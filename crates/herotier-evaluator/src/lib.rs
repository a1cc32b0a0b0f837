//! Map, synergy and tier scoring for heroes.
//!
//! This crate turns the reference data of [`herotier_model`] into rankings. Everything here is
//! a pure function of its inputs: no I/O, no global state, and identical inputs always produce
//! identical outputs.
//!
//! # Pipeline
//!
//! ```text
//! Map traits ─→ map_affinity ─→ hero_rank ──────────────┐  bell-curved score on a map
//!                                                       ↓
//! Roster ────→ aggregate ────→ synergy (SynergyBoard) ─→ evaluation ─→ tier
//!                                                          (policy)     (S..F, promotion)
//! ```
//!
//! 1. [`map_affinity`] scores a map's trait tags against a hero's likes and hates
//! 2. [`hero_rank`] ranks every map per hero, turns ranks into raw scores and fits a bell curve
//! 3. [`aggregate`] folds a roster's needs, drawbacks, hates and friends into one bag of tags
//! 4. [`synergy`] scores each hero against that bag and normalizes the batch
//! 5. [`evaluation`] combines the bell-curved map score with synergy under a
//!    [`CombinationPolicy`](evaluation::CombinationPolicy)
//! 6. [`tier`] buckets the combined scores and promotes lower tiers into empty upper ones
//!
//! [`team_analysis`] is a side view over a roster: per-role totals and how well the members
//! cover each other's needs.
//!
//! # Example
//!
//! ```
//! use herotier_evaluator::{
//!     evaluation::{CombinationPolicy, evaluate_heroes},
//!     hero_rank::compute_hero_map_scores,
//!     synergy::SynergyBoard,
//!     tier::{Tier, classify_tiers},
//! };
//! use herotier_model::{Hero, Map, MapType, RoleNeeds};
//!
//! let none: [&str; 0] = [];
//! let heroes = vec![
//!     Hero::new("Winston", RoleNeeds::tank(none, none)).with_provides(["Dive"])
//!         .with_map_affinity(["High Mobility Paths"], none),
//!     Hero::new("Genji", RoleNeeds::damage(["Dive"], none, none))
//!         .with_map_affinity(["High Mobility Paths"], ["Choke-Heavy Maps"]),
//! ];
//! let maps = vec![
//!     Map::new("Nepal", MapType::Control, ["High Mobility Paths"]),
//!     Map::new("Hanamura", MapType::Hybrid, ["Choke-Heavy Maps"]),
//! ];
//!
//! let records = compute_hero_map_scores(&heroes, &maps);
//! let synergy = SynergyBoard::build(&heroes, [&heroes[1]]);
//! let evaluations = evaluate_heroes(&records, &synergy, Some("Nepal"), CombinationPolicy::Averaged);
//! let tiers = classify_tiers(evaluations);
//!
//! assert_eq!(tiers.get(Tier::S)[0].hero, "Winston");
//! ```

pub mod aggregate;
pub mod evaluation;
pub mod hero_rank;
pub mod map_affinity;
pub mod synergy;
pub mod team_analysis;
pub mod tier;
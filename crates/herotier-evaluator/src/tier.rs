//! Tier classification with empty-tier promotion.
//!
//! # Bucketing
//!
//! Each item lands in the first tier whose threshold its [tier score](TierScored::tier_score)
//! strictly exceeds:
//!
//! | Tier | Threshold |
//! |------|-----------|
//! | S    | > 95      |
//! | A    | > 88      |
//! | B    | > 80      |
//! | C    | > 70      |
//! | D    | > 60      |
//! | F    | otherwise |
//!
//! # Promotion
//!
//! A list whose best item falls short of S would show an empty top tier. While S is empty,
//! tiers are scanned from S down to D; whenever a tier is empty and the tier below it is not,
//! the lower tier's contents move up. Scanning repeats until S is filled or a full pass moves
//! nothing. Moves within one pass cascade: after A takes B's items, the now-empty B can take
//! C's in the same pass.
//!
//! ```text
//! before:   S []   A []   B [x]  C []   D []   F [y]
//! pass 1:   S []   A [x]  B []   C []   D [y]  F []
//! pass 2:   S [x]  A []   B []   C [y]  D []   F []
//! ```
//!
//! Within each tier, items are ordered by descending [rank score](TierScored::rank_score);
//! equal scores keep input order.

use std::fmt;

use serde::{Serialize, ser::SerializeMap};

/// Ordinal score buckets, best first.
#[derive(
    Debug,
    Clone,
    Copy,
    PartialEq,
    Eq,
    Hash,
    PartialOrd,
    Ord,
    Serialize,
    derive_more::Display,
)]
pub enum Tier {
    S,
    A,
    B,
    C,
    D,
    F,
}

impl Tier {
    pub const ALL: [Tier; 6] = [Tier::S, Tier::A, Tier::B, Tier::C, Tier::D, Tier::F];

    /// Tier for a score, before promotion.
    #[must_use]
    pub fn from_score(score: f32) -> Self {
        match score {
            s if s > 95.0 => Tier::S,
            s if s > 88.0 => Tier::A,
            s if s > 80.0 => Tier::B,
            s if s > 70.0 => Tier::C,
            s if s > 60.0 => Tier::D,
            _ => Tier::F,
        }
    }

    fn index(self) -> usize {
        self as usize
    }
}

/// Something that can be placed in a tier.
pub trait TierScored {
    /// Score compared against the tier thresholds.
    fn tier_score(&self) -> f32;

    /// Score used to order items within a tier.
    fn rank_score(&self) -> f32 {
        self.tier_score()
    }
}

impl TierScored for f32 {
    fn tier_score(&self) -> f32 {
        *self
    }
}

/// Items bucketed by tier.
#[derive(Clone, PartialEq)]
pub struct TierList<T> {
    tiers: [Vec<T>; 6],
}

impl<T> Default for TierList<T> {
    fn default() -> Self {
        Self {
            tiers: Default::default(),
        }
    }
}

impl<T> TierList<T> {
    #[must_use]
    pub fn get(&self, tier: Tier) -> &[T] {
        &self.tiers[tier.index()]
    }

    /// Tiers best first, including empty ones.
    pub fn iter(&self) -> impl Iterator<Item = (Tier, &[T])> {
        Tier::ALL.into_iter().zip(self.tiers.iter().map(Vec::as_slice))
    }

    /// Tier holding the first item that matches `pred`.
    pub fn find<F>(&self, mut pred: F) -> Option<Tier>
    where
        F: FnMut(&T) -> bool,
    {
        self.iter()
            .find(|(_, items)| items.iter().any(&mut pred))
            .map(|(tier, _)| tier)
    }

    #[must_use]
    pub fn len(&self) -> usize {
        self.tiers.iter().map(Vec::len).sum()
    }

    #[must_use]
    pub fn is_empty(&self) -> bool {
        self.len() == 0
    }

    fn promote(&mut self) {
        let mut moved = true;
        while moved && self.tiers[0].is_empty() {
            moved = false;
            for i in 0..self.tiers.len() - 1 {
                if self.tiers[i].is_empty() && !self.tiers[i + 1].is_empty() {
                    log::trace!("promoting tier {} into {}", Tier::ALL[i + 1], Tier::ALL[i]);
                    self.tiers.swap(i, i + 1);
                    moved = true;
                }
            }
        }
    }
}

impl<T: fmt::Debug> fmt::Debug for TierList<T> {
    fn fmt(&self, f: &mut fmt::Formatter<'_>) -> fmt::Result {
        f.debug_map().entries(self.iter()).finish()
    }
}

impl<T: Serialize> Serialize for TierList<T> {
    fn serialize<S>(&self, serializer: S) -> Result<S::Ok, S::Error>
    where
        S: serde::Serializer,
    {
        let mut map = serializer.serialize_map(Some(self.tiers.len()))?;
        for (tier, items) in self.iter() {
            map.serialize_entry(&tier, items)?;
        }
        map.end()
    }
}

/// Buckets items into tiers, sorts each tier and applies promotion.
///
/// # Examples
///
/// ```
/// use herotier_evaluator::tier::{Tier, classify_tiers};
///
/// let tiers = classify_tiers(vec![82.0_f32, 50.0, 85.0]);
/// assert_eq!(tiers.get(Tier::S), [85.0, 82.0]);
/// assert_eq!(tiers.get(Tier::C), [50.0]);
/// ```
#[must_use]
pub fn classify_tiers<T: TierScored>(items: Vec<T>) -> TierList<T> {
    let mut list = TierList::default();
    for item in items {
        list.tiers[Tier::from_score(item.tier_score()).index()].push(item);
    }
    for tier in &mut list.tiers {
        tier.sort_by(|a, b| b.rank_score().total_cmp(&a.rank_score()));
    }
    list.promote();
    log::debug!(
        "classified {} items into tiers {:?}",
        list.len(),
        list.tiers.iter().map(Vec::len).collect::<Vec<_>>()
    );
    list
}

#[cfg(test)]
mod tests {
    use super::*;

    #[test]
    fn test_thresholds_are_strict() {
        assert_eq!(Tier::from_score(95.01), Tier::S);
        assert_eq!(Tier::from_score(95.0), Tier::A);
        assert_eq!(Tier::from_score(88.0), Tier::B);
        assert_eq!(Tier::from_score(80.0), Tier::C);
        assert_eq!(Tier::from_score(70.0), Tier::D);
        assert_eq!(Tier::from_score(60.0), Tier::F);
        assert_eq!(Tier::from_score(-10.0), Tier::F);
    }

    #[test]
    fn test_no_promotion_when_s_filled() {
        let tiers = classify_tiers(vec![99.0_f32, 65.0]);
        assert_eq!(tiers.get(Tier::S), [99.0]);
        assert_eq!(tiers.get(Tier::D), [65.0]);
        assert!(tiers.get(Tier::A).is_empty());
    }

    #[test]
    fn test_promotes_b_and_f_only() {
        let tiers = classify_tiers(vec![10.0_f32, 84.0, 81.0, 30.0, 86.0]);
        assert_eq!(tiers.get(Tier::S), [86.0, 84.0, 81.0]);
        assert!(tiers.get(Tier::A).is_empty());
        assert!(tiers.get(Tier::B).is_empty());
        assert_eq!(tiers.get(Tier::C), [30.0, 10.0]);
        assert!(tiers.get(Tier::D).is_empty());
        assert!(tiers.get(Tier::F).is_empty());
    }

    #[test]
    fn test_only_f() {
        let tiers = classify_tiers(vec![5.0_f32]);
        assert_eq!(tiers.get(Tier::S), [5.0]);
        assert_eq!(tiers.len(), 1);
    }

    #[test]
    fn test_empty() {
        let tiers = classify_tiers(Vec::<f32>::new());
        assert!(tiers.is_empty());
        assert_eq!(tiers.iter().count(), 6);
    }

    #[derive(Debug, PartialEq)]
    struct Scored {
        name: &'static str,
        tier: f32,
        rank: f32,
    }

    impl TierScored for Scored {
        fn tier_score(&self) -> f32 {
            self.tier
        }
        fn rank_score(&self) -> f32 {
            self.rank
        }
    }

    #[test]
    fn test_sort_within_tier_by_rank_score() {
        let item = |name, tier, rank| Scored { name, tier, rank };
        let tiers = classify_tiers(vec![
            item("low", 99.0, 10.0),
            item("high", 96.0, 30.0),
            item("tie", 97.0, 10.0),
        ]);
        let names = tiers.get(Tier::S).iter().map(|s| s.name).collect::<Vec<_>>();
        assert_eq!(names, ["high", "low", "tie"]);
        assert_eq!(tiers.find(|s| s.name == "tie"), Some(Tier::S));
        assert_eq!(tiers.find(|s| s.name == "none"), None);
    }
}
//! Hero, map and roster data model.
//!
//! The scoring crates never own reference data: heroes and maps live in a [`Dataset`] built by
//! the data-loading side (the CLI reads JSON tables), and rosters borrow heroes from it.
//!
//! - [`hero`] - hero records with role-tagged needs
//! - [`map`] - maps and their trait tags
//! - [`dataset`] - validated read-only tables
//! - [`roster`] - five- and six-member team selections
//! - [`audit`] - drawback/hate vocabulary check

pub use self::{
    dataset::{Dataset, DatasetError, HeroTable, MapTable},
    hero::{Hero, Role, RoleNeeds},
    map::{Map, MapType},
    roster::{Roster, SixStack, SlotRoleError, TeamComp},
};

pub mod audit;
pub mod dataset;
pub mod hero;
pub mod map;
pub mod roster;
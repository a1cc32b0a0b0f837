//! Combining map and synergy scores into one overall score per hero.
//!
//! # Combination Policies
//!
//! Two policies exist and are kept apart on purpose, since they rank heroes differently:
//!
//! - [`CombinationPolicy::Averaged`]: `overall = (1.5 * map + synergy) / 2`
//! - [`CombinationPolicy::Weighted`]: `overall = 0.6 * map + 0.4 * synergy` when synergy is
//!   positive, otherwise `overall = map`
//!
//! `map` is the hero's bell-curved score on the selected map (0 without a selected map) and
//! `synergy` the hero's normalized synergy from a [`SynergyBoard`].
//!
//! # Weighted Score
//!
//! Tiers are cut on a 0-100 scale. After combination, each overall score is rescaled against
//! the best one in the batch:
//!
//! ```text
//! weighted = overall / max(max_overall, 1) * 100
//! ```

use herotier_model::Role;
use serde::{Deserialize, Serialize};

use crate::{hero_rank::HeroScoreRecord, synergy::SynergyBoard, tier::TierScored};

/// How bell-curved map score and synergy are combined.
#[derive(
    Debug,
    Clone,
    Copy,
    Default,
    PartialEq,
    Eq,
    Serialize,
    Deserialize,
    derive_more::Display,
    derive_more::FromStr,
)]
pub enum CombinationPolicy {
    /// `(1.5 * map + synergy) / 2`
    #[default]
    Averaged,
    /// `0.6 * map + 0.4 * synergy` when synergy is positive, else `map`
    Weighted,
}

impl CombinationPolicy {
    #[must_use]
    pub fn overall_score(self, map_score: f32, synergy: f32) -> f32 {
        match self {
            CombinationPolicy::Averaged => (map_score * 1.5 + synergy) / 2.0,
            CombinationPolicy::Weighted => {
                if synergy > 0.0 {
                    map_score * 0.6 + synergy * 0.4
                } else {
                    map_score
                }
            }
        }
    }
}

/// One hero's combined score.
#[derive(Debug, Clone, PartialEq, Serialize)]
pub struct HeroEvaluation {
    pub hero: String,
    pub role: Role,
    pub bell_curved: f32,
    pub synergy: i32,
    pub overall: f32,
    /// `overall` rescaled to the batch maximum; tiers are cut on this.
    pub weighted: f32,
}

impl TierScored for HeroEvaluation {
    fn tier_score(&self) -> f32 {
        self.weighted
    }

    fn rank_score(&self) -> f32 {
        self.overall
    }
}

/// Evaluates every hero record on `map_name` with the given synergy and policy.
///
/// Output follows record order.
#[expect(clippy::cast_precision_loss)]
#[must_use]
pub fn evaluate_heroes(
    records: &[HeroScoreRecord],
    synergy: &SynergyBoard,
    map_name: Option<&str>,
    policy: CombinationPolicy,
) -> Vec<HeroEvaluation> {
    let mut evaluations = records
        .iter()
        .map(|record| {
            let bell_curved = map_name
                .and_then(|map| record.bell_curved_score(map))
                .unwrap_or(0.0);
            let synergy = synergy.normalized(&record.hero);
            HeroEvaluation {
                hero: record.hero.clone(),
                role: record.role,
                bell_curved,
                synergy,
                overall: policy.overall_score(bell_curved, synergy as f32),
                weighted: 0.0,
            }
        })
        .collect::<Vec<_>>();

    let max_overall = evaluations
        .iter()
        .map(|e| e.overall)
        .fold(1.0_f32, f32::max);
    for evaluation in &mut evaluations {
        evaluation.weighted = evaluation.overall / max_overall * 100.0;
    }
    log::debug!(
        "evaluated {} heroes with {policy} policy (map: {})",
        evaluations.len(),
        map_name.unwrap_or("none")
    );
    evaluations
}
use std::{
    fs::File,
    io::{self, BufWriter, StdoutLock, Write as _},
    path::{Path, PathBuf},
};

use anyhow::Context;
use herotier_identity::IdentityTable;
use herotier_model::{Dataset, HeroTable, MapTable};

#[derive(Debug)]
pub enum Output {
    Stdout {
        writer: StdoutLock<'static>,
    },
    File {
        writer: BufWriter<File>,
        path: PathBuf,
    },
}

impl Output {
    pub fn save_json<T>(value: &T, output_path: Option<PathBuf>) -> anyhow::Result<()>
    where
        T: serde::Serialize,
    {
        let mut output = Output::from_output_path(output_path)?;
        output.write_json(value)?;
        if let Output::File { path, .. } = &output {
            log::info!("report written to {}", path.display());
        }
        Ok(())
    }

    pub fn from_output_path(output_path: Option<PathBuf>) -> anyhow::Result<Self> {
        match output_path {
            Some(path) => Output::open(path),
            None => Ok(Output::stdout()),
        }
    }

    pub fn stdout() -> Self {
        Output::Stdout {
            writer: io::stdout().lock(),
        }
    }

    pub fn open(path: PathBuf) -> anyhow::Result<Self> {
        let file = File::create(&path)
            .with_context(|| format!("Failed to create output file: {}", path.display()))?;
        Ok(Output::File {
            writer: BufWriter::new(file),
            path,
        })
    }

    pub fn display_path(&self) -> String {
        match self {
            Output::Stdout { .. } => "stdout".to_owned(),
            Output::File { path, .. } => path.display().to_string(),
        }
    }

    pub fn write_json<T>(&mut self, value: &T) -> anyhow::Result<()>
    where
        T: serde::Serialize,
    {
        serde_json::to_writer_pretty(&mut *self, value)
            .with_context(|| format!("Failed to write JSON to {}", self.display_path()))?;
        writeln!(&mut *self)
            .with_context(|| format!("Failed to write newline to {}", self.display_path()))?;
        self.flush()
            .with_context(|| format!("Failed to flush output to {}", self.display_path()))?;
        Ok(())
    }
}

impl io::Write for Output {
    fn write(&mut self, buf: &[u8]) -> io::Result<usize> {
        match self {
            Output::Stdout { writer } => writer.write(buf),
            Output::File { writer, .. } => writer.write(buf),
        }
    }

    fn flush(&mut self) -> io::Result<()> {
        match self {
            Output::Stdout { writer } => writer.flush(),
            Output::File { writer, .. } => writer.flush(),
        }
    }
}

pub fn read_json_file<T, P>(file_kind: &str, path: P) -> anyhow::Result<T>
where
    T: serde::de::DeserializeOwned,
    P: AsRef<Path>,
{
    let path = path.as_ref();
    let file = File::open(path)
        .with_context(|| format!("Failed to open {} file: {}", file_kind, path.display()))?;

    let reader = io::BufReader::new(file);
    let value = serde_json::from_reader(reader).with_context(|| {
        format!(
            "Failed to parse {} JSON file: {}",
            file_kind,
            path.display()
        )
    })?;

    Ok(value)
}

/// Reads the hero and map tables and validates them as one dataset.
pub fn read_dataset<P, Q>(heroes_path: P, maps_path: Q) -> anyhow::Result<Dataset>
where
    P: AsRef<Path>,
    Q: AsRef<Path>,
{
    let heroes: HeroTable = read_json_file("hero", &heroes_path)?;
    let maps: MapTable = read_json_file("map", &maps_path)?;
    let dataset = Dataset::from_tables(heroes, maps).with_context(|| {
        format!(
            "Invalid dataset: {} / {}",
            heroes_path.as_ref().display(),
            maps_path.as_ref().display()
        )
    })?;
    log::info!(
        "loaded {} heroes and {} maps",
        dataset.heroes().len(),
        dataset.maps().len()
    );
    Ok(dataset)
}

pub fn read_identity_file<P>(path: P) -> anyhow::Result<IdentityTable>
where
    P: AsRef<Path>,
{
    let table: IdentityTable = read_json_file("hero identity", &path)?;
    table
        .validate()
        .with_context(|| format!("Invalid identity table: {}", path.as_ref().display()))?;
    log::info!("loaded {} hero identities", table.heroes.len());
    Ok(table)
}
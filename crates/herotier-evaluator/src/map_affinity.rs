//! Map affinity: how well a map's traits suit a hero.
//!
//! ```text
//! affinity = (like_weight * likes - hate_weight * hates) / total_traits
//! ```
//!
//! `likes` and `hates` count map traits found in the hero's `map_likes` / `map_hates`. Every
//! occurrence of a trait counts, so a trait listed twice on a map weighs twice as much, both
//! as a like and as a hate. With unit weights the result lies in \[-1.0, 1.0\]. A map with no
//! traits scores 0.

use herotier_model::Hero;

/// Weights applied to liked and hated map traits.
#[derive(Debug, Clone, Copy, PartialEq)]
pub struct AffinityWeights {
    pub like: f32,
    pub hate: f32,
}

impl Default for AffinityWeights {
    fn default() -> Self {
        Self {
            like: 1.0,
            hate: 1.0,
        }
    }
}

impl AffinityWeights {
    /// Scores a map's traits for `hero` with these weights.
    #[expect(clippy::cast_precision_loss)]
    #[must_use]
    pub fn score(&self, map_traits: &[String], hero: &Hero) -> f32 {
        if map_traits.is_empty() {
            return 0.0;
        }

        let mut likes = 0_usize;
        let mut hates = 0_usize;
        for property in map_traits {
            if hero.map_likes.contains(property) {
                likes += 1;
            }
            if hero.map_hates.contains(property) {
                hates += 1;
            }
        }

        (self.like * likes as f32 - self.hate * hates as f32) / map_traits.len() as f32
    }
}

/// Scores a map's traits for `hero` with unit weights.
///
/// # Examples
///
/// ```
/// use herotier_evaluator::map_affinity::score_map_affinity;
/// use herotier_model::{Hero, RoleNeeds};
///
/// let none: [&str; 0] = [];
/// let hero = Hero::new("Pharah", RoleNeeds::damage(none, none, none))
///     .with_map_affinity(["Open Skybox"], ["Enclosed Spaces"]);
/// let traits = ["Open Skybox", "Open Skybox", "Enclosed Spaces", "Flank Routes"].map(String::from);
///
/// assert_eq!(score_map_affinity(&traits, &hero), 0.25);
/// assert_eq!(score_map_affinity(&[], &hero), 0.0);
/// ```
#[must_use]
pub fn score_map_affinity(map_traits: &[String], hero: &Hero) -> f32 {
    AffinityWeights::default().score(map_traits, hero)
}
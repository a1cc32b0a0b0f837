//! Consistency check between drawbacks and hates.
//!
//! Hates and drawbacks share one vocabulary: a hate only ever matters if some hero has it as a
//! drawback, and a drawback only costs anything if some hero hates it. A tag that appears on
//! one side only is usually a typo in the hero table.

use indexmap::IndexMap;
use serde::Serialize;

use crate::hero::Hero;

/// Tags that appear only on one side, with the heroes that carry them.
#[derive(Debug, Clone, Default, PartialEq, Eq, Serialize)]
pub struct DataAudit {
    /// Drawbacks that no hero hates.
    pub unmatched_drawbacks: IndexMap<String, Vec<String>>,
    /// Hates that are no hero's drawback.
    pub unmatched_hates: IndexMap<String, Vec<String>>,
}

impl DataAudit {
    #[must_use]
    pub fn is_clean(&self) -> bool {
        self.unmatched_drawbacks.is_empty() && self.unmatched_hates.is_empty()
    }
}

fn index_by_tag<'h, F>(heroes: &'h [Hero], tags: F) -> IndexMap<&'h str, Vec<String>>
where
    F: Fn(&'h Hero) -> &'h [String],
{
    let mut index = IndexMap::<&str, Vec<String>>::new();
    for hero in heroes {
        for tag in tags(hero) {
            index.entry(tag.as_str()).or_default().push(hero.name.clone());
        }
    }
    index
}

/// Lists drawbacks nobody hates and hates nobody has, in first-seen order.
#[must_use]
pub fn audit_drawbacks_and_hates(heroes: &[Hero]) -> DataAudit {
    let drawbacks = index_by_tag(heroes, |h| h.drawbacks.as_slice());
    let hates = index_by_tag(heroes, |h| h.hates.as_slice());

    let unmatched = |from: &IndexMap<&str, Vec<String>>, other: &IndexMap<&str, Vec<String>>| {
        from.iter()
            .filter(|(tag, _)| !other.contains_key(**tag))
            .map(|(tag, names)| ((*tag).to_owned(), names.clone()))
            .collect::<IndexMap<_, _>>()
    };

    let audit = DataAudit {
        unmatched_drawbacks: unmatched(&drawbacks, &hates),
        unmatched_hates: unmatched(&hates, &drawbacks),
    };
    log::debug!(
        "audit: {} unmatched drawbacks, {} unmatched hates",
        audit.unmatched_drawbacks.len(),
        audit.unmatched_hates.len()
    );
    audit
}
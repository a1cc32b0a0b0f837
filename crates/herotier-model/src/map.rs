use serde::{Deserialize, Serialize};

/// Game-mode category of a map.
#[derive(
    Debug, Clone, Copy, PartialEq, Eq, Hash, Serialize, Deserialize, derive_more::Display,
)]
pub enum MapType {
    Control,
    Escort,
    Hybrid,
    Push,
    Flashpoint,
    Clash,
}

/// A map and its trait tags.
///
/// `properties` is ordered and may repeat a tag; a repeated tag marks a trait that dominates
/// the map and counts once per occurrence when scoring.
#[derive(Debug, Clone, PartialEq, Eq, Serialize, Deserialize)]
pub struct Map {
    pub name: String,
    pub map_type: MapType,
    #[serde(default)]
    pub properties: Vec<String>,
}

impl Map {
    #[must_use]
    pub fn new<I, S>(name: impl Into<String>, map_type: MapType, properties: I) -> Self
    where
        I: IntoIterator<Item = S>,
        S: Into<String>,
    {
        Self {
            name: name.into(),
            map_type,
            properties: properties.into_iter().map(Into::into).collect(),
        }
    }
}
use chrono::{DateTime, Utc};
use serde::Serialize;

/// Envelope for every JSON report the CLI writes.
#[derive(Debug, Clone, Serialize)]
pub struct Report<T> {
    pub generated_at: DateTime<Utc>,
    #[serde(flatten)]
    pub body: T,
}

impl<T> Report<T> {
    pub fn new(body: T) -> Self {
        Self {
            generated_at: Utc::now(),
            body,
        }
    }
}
════════════════
[Work item]
Filter the records above for "that" and copy every matching line.

[Solution to the exercise]
//! 4. [`synergy`] scores each hero against that bag and normalizes the batch
/// Something that can be placed in a tier.
    /// Tier holding the first item that matches `pred`.
//! drawback, and a drawback only costs anything if some hero hates it. A tag that appears on
/// Tags that appear only on one side, with the heroes that carry them.
    /// Drawbacks that no hero hates.
    /// Hates that are no hero's drawback.
/// `properties` is ordered and may repeat a tag; a repeated tag marks a trait that dominates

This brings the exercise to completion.